Fructose metabolism has been implicated in various diseases, including metabolic disorders, neurodegenerative disorders, cardiac disorders, and cancer. However, the limited availability of a quantitative imaging radiotracer has hindered its exploration in pathology and diagnostic imaging. Methods: We adopted a molecular design strategy based on the catalytic mechanism of aldolase, a key enzyme in fructolysis. We successfully synthesized a radiodeoxyfluorinated fructose analog, [18F]4-fluoro-4-deoxyfructose ([18F]4-FDF), in high molar activity.

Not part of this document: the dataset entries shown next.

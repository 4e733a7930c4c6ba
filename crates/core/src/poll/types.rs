use std::fmt;
use std::str::FromStr;

use chrono::{DateTime, Utc};
use serde::{Deserialize, Serialize};

use super::error::PollError;

/// Store-assigned identity of a poll.
#[derive(Debug, Clone, Copy, PartialEq, Eq, PartialOrd, Ord, Hash, Serialize, Deserialize)]
#[serde(transparent)]
pub struct PollId(pub i64);

/// Identity of an option, scoped under its poll (1..N in submission order).
#[derive(Debug, Clone, Copy, PartialEq, Eq, PartialOrd, Ord, Hash, Serialize, Deserialize)]
#[serde(transparent)]
pub struct OptionId(pub i64);

/// Opaque, stable identity of an authenticated user.
///
/// Supplied by whatever sits in front of the application; polly never
/// interprets it beyond equality.
#[derive(Debug, Clone, PartialEq, Eq, PartialOrd, Ord, Hash, Serialize, Deserialize)]
#[serde(transparent)]
pub struct UserId(String);

impl UserId {
    pub fn new(id: impl Into<String>) -> Self {
        Self(id.into())
    }

    pub fn as_str(&self) -> &str {
        &self.0
    }
}

impl fmt::Display for UserId {
    fn fmt(&self, f: &mut fmt::Formatter<'_>) -> fmt::Result {
        f.write_str(&self.0)
    }
}

impl fmt::Display for PollId {
    fn fmt(&self, f: &mut fmt::Formatter<'_>) -> fmt::Result {
        write!(f, "{}", self.0)
    }
}

impl fmt::Display for OptionId {
    fn fmt(&self, f: &mut fmt::Formatter<'_>) -> fmt::Result {
        write!(f, "{}", self.0)
    }
}

/// Parses a positive decimal id. Signs, whitespace and zero are rejected.
fn parse_positive_id(kind: &'static str, value: &str) -> Result<i64, PollError> {
    let malformed = || PollError::MalformedId {
        kind,
        value: value.to_string(),
    };

    if value.is_empty() || !value.bytes().all(|b| b.is_ascii_digit()) {
        return Err(malformed());
    }

    match value.parse::<i64>() {
        Ok(id) if id > 0 => Ok(id),
        _ => Err(malformed()),
    }
}

impl FromStr for PollId {
    type Err = PollError;

    fn from_str(s: &str) -> Result<Self, Self::Err> {
        parse_positive_id("poll", s).map(PollId)
    }
}

impl FromStr for OptionId {
    type Err = PollError;

    fn from_str(s: &str) -> Result<Self, Self::Err> {
        parse_positive_id("option", s).map(OptionId)
    }
}

/// A poll and its running total.
#[derive(Debug, Clone, PartialEq, Eq, Serialize, Deserialize)]
pub struct Poll {
    pub id: PollId,
    pub name: String,
    pub owner: UserId,
    pub option_count: i64,
    /// Number of distinct voters currently holding a vote on this poll.
    pub total_votes: i64,
    pub created_at: DateTime<Utc>,
}

impl Poll {
    /// Creates a poll with no votes yet.
    pub fn new(id: PollId, name: impl Into<String>, owner: UserId, option_count: i64) -> Self {
        Self {
            id,
            name: name.into(),
            owner,
            option_count,
            total_votes: 0,
            created_at: Utc::now(),
        }
    }

    /// Sets a specific creation time (useful for testing).
    pub fn with_created_at(mut self, created_at: DateTime<Utc>) -> Self {
        self.created_at = created_at;
        self
    }

    /// Direct option ids for this poll, in submission order.
    pub fn option_ids(&self) -> impl Iterator<Item = OptionId> {
        (1..=self.option_count).map(OptionId)
    }
}

/// One choice within a poll.
#[derive(Debug, Clone, PartialEq, Eq, Serialize, Deserialize)]
pub struct PollOption {
    pub poll_id: PollId,
    pub id: OptionId,
    pub text: String,
    /// Image reference (usually a URL). Polly does not store images itself.
    pub image: Option<String>,
    pub votes: i64,
}

impl PollOption {
    pub fn new(poll_id: PollId, id: OptionId, text: impl Into<String>) -> Self {
        Self {
            poll_id,
            id,
            text: text.into(),
            image: None,
            votes: 0,
        }
    }

    pub fn with_image(mut self, image: impl Into<String>) -> Self {
        self.image = Some(image.into());
        self
    }
}

/// A voter's current choice on one poll. At most one exists per (poll, voter).
#[derive(Debug, Clone, PartialEq, Eq, Serialize, Deserialize)]
pub struct Vote {
    pub poll_id: PollId,
    pub voter: UserId,
    /// `None` is equivalent to having no vote at all.
    pub option_id: Option<OptionId>,
    pub updated_at: DateTime<Utc>,
}

impl Vote {
    pub fn new(poll_id: PollId, voter: UserId, option_id: OptionId) -> Self {
        Self {
            poll_id,
            voter,
            option_id: Some(option_id),
            updated_at: Utc::now(),
        }
    }
}
use async_trait::async_trait;

use crate::poll::PollId;

use super::{Entity, EntityKey, EntityQuery, Result};

/// Keyed storage for polls, options and votes.
#[async_trait]
pub trait EntityStore: Send + Sync {
    /// Gets a record by key.
    async fn get(&self, key: &EntityKey) -> Result<Option<Entity>>;

    /// Gets several records at once. The result lines up with `keys`.
    async fn get_multi(&self, keys: &[EntityKey]) -> Result<Vec<Option<Entity>>>;

    /// Inserts or replaces several records in one all-or-nothing batch.
    async fn put_multi(&self, entities: &[Entity]) -> Result<()>;

    /// Inserts or replaces a single record.
    async fn put(&self, entity: &Entity) -> Result<()> {
        self.put_multi(std::slice::from_ref(entity)).await
    }

    /// Runs a filtered scan.
    async fn query(&self, query: &EntityQuery) -> Result<Vec<Entity>>;

    /// Reserves a fresh poll id.
    async fn allocate_poll_id(&self) -> Result<PollId>;

    /// Opens a transaction over one entity group.
    ///
    /// Transactions on the same group are serialized; the returned value rolls
    /// back if dropped without [`StoreTransaction::commit`].
    async fn begin(&self, group: PollId) -> Result<Box<dyn StoreTransaction>>;

    /// Cheap round trip used by readiness checks.
    async fn ping(&self) -> Result<()>;
}

/// Reads and writes available inside a transaction.
///
/// Reads see the transaction's own staged writes. Keys outside the
/// transaction's group are rejected.
#[async_trait]
pub trait TransactionScope: Send {
    async fn get(&mut self, key: &EntityKey) -> Result<Option<Entity>>;

    async fn put(&mut self, entity: Entity) -> Result<()>;
}

/// An open transaction, as handed out by [`EntityStore::begin`].
#[async_trait]
pub trait StoreTransaction: TransactionScope {
    /// Borrows the transaction as the scope passed to transaction bodies.
    fn scope(&mut self) -> &mut dyn TransactionScope;

    async fn commit(self: Box<Self>) -> Result<()>;

    async fn rollback(self: Box<Self>) -> Result<()>;
}
//! JSON endpoints.

use axum::{
    extract::{Path, State},
    Json,
};
use serde::Serialize;

use polly_core::poll::{Poll, PollId, PollOption};

use crate::{handlers::AppError, state::AppState};

/// A poll with its options and running totals.
#[derive(Debug, Serialize)]
pub struct PollDetail {
    pub poll: Poll,
    pub options: Vec<PollOption>,
}

/// Get a poll and its options (GET /api/polls/{id}).
pub async fn get_poll(
    State(state): State<AppState>,
    Path(id): Path<String>,
) -> Result<Json<PollDetail>, AppError> {
    let poll_id: PollId = id.parse()?;

    let poll = state.polls.get_poll(poll_id).await?;
    let options = state.polls.options_of(&poll).await?;

    Ok(Json(PollDetail { poll, options }))
}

Results: Through heavy isotope tracing by mass spectrometry, we demonstrated that C4-deoxyfluorination of fructose led to effective trapping as fluorodeoxysorbitol and fluorodeoxyfructose-1-phosphate invitro, unlike C1- and C6-fluorinated analogs that resulted in fluorolactate accumulation. This observation was consistent invivo, where [18F]6-fluoro-6-deoxyfructose displayed substantial bone uptake due to metabolic processing whereas [18F]4-FDF did not. Importantly, [18F]4-FDF exhibited low uptake in healthy brain and heart tissues, known for their high glycolytic activity and background levels of [18F]FDG uptake. [18F]4-FDF PET/CT allowed for sensitive mapping of neuro- and cardioinflammatory responses to systemic lipopolysaccharide administration. Conclusion: Our study highlights the significance of aldolase-guided C4 radiodeoxyfluorination of fructose in enabling effective radiotracer trapping, overcoming limitations of C1 and C6 radioanalogs toward a clinically viable tool for imaging fructolysis in highly glycolytic tissues.